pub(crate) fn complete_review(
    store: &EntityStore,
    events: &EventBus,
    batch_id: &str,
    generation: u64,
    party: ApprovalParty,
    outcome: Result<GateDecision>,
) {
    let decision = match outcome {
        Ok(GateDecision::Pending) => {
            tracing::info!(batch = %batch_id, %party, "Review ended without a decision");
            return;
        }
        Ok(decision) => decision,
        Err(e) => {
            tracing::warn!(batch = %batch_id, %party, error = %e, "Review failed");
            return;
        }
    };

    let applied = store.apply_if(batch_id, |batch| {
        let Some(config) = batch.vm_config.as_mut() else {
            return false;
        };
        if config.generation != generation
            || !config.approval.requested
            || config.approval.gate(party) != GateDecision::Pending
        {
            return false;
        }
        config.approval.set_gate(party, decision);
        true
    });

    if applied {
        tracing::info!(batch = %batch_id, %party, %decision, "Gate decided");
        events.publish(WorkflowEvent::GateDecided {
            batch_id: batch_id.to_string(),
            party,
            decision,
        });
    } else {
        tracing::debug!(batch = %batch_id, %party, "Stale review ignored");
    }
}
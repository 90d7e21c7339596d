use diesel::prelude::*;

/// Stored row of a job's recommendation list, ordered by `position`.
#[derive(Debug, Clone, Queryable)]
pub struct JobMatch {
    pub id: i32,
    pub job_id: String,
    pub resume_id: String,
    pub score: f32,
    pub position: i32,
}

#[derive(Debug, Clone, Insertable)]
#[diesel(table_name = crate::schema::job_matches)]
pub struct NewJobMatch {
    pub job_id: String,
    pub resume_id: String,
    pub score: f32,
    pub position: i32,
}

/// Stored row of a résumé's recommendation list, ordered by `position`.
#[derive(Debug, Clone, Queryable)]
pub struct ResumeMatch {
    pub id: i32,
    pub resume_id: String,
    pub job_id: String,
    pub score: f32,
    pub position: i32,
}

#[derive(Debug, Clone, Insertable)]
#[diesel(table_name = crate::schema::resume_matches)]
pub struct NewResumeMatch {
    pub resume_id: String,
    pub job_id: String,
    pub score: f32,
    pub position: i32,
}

· · · ·

Task statement: Report, for the data above, every line in which the string "crate" appears.

Written response:
pub(crate) fn complete_review(
#[diesel(table_name = crate::schema::job_matches)]
#[diesel(table_name = crate::schema::resume_matches)]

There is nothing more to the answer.